→ Your goal:
Return, from the listing that follows, each line containing the word "flush".

→ Material for this exercise:
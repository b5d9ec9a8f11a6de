use std::rc::Rc;

use tracing::{debug, instrument, trace, warn};

use crate::actor::reactor::Reactor;
use crate::actor::reactor::events::position::PositionEventHandler;
use crate::sys::window_system::{Signal, Source, Subscription, WindowId};

pub struct WindowEventHandler;

impl WindowEventHandler {
    /// Starts following the window's title (once) and classifies it right away.
    #[instrument(skip(reactor))]
    pub fn handle_window_added(reactor: &mut Reactor, window: WindowId) {
        let host = Rc::clone(&reactor.host);
        let record = reactor.window_manager.windows.entry(window).or_default();
        if record.title_listener.is_none() {
            match Subscription::connect(&host, Source::Window(window), Signal::Title) {
                Ok(subscription) => record.title_listener = Some(subscription),
                Err(err) => warn!(%window, %err, "Could not follow window title"),
            }
        }

        Self::handle_title_changed(reactor, window);
    }

    /// Re-classifies the window and applies stacking, pinning and position
    /// tracking to match.
    ///
    /// Once a window has classified as PiP it stays PiP-able until it is
    /// untracked: players briefly drop the marker from their title while
    /// switching media, so a non-matching title only lowers and unpins it.
    #[instrument(skip(reactor))]
    pub fn handle_title_changed(reactor: &mut Reactor, window: WindowId) {
        let Some(title) = reactor.host.title(window).filter(|title| !title.is_empty()) else {
            trace!(%window, "Window has no title yet");
            return;
        };
        let is_pip = reactor.classifier.is_pip(&title);
        let settings = reactor.settings;

        let Some(record) = reactor.window_manager.windows.get_mut(&window) else {
            trace!(%window, "Title changed on untracked window");
            return;
        };
        if !is_pip && !record.pip_able {
            record.classified = false;
            return;
        }
        let fresh = is_pip && !record.classified;
        record.pip_able = true;
        record.classified = is_pip;
        debug!(%window, %title, is_pip, fresh, "PiP-able window");

        if let Err(err) = reactor.host.set_above(window, is_pip) {
            warn!(%window, %err, above = is_pip, "Could not change stacking");
        }
        let stick = is_pip && settings.stick;
        if let Err(err) = reactor.host.set_sticky(window, stick) {
            warn!(%window, %err, stick, "Could not change pinning");
        }

        if settings.remember_position {
            PositionEventHandler::connect_geometry_listeners(reactor, window);
            if fresh {
                PositionEventHandler::maybe_restore(reactor, window);
            }
        }
    }

    #[instrument(skip(reactor))]
    pub fn handle_window_removed(reactor: &mut Reactor, window: WindowId) {
        let flush = reactor.settings.remember_position;
        Self::untrack(reactor, window, flush);
    }

    #[instrument(skip(reactor))]
    pub fn handle_window_unmanaged(reactor: &mut Reactor, window: WindowId) {
        if !reactor.window_manager.windows.contains_key(&window) {
            return;
        }
        debug!(%window, "Window went away while not on the tracked workspace");
        let flush = reactor.settings.remember_position;
        Self::untrack(reactor, window, flush);
    }

    /// Lowers and unpins a PiP-able window if it is still above or pinned.
    pub fn revert_window_state(reactor: &mut Reactor, window: WindowId) {
        let pip_able =
            reactor.window_manager.windows.get(&window).is_some_and(|record| record.pip_able);
        if !pip_able {
            return;
        }
        let host = &reactor.host;
        if host.is_above(window)
            && let Err(err) = host.set_above(window, false)
        {
            warn!(%window, %err, "Could not lower window");
        }
        if host.is_sticky(window)
            && let Err(err) = host.set_sticky(window, false)
        {
            warn!(%window, %err, "Could not unpin window");
        }
    }

    /// Drops the window's tracking record. With `flush`, a PiP-able window's
    /// current frame is remembered immediately instead of waiting for the
    /// debounce.
    pub fn untrack(reactor: &mut Reactor, window: WindowId, flush: bool) {
        let Some(mut record) = reactor.window_manager.windows.remove(&window) else {
            return;
        };
        record.title_listener = None;

        if flush && record.pip_able {
            PositionEventHandler::store_position(reactor, window);
        }

        PositionEventHandler::release_geometry(&mut reactor.timers, &mut record);
        trace!(%window, "Untracked window");
    }
}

→ Written answer:
        let flush = reactor.settings.remember_position;
        Self::untrack(reactor, window, flush);
        let flush = reactor.settings.remember_position;
        Self::untrack(reactor, window, flush);
    /// Drops the window's tracking record. With `flush`, a PiP-able window's
    pub fn untrack(reactor: &mut Reactor, window: WindowId, flush: bool) {
        if flush && record.pip_able {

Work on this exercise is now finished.